Data extracts ->
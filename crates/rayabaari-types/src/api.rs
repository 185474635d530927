use chrono::{DateTime, Utc};
use serde::{Deserialize, Serialize};

use crate::models::{Attachment, MessageId};

// -- Messages --

/// A history query: newest first, optionally strictly older than a cursor.
#[derive(Debug, Clone, PartialEq, Eq)]
pub struct MessageQuery {
    pub room_key: String,
    pub limit: u32,
    pub before: Option<DateTime<Utc>>,
}

impl MessageQuery {
    pub fn newest(room_key: impl Into<String>, limit: u32) -> Self {
        Self {
            room_key: room_key.into(),
            limit,
            before: None,
        }
    }

    pub fn before(mut self, cursor: DateTime<Utc>) -> Self {
        self.before = Some(cursor);
        self
    }
}

/// Insert request for a message row. `content` is already encrypted.
#[derive(Debug, Clone, PartialEq, Eq, Serialize, Deserialize)]
pub struct NewMessage {
    pub author: String,
    pub content: String,
    pub room_key: String,
    pub reply_to: Option<MessageId>,
    pub attachment: Option<Attachment>,
}

// -- Presence --

/// What a client publishes about itself once its subscription is live.
#[derive(Debug, Clone, PartialEq, Eq, Serialize, Deserialize)]
pub struct PresencePayload {
    pub user: String,
    pub online_at: DateTime<Utc>,
}

impl PresencePayload {
    pub fn now(user: impl Into<String>) -> Self {
        Self {
            user: user.into(),
            online_at: Utc::now(),
        }
    }
}
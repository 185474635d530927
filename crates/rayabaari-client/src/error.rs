use thiserror::Error;

use rayabaari_types::{BackendError, MessageId};

/// Failures surfaced to the user. Data-shape problems (undecryptable bodies,
/// missing reply targets, odd presence payloads) never show up here.
#[derive(Debug, Error)]
pub enum ChatError {
    #[error("failed to load: {0}")]
    Fetch(#[source] BackendError),

    #[error("request failed: {0}")]
    Mutation(#[source] BackendError),

    #[error("upload failed: {0}")]
    Upload(#[source] BackendError),

    #[error("could not join room channel: {0}")]
    Subscribe(#[source] BackendError),

    #[error("encryption failed: {0}")]
    Encrypt(String),

    #[error("nothing to send")]
    EmptyMessage,

    #[error("{0} is required")]
    Missing(&'static str),

    #[error("invalid secret code")]
    InvalidSecretCode,

    #[error("message {0} is not loaded")]
    UnknownMessage(MessageId),

    #[error("attachments cannot be added while editing")]
    AttachWhileEditing,

    #[error("room channel closed")]
    ChannelClosed,
}

pub type ChatResult<T> = Result<T, ChatError>;
//! Push notification fan-out for new messages.
//!
//! Every insert is announced to the registered subscriptions of everyone but
//! the author. Notifications name the author only; message content never
//! leaves the database.

pub mod notifier;
pub mod transport;

pub use notifier::{Notifier, PushReport};
pub use transport::{PushError, PushPayload, PushTransport, RelayTransport};
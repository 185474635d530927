pub mod api;
pub mod backend;
pub mod events;
pub mod models;

pub use backend::{Backend, BackendError, BackendResult, Subscription, SubscriptionId};
pub use models::{
    Attachment, AttachmentKind, MessageId, MessageRow, PushSubscriptionRow, ReactionRow, RoomRow,
};

/// Number of messages fetched per history page.
pub const PAGE_SIZE: u32 = 30;
//! Client-side core of Rayabaari chat.
//!
//! [`MessageStore`] reconciles history pages, realtime changes and local
//! mutations into one ordered view per room. [`RoomSession`] wires a store to a
//! live room channel together with search, presence and reactions.

pub mod attachments;
pub mod error;
pub mod message;
pub mod presence;
pub mod reactions;
pub mod rooms;
pub mod search;
pub mod session;
pub mod store;

pub use error::{ChatError, ChatResult};
pub use message::{Message, ReplyPreview};
pub use presence::PresenceTracker;
pub use reactions::{ReactionAggregator, ReactionGroup, Toggle};
pub use rooms::{Login, Room, RoomDirectory};
pub use search::SearchIndex;
pub use session::{Composer, RoomSession, SessionUpdate};
pub use store::{Applied, LoadOutcome, MessageStore};
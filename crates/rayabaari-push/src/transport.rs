use std::time::Duration;

use async_trait::async_trait;
use serde::{Deserialize, Serialize};
use serde_json::Value;
use thiserror::Error;
use tracing::debug;

#[derive(Debug, Error)]
pub enum PushError {
    #[error("push request failed: {0}")]
    Http(#[from] reqwest::Error),

    #[error("push relay answered {0}")]
    Status(u16),

    #[error("subscription store: {0}")]
    Store(String),
}

/// What the recipient's device shows.
#[derive(Debug, Clone, PartialEq, Eq, Serialize, Deserialize)]
pub struct PushPayload {
    pub title: String,
    pub body: String,
    pub url: String,
}

impl PushPayload {
    pub fn new_message(author: &str) -> Self {
        Self {
            title: format!("Message from {}", author),
            body: "New secure message received".to_string(),
            url: "/".to_string(),
        }
    }
}

/// Delivers one notification to one subscription.
#[async_trait]
pub trait PushTransport: Send + Sync {
    async fn send(&self, subscription: &Value, payload: &PushPayload) -> Result<(), PushError>;
}

#[derive(Serialize)]
struct RelayRequest<'a> {
    subscription: &'a Value,
    payload: &'a PushPayload,
}

/// Hands notifications to an HTTP push relay, which owns the web-push keys.
pub struct RelayTransport {
    client: reqwest::Client,
    url: String,
}

impl RelayTransport {
    pub fn new(url: impl Into<String>) -> Result<Self, PushError> {
        let client = reqwest::Client::builder()
            .timeout(Duration::from_secs(10))
            .build()?;
        Ok(Self {
            client,
            url: url.into(),
        })
    }
}

#[async_trait]
impl PushTransport for RelayTransport {
    async fn send(&self, subscription: &Value, payload: &PushPayload) -> Result<(), PushError> {
        let response = self
            .client
            .post(&self.url)
            .json(&RelayRequest {
                subscription,
                payload,
            })
            .send()
            .await?;

        let status = response.status();
        if !status.is_success() {
            return Err(PushError::Status(status.as_u16()));
        }
        debug!("Push relay accepted notification ({})", status);
        Ok(())
    }
}

#[cfg(test)]
mod tests {
    use super::*;
    use serde_json::json;

    #[test]
    fn payload_names_author_only() {
        let payload = PushPayload::new_message("asha");
        assert_eq!(payload.title, "Message from asha");
        assert_eq!(payload.body, "New secure message received");
        assert_eq!(payload.url, "/");
    }

    #[test]
    fn relay_request_shape() {
        let subscription = json!({"endpoint": "https://push.example/abc"});
        let payload = PushPayload::new_message("ravi");
        let body = serde_json::to_value(RelayRequest {
            subscription: &subscription,
            payload: &payload,
        })
        .unwrap();
        assert_eq!(body["subscription"]["endpoint"], "https://push.example/abc");
        assert_eq!(body["payload"]["title"], "Message from ravi");
    }
}
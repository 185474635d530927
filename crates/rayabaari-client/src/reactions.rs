use std::sync::Arc;

use tracing::{debug, error};

use rayabaari_types::{Backend, BackendError, MessageId, ReactionRow};

use crate::error::{ChatError, ChatResult};

/// Emojis offered by the reaction picker.
pub const PALETTE: [&str; 5] = ["👍", "❤️", "😂", "😮", "😢"];

#[derive(Debug, Clone, Copy, PartialEq, Eq)]
pub enum Toggle {
    Added,
    Removed,
}

/// One emoji and how many people reacted with it.
#[derive(Debug, Clone, PartialEq, Eq)]
pub struct ReactionGroup {
    pub emoji: String,
    pub count: usize,
}

/// Per-user reaction toggling against the reactions table.
///
/// The local collection is not touched here; the realtime echo updates it.
#[derive(Clone)]
pub struct ReactionAggregator {
    backend: Arc<dyn Backend>,
}

impl ReactionAggregator {
    pub fn new(backend: Arc<dyn Backend>) -> Self {
        Self { backend }
    }

    /// Remove the reaction if it exists, otherwise add it.
    ///
    /// The delete is conditional on the triple, and the insert skips an
    /// existing triple, so racing toggles never leave duplicates behind.
    pub async fn toggle(&self, message_id: &MessageId, user: &str, emoji: &str) -> ChatResult<Toggle> {
        let reaction = ReactionRow::new(message_id.clone(), user, emoji);

        if self.backend.delete_reaction(&reaction).await.map_err(failed)? {
            debug!("{} removed {} from {}", user, emoji, message_id);
            return Ok(Toggle::Removed);
        }

        if !self.backend.insert_reaction(&reaction).await.map_err(failed)? {
            debug!("{} already reacted {} on {}", user, emoji, message_id);
        }
        Ok(Toggle::Added)
    }
}

fn failed(e: BackendError) -> ChatError {
    error!("Reaction toggle failed: {}", e);
    ChatError::Mutation(e)
}

/// Count reactions per emoji in first-seen order.
pub fn group_reactions(reactions: &[ReactionRow]) -> Vec<ReactionGroup> {
    let mut groups: Vec<ReactionGroup> = Vec::new();
    for reaction in reactions {
        match groups.iter_mut().find(|g| g.emoji == reaction.emoji) {
            Some(group) => group.count += 1,
            None => groups.push(ReactionGroup {
                emoji: reaction.emoji.clone(),
                count: 1,
            }),
        }
    }
    groups
}

#[cfg(test)]
mod tests {
    use super::*;

    #[test]
    fn groups_by_emoji_in_first_seen_order() {
        let id = MessageId::from(1);
        let reactions = vec![
            ReactionRow::new(id.clone(), "asha", "😂"),
            ReactionRow::new(id.clone(), "ravi", "👍"),
            ReactionRow::new(id.clone(), "ravi", "😂"),
        ];
        assert_eq!(
            group_reactions(&reactions),
            vec![
                ReactionGroup { emoji: "😂".into(), count: 2 },
                ReactionGroup { emoji: "👍".into(), count: 1 },
            ]
        );
        assert!(group_reactions(&[]).is_empty());
    }
}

Exercise goal -> Pull each line holding "endpoint" out of the listing.

Result of this task ->
        let subscription = json!({"endpoint": "https://push.example/abc"});
        assert_eq!(body["subscription"]["endpoint"], "https://push.example/abc");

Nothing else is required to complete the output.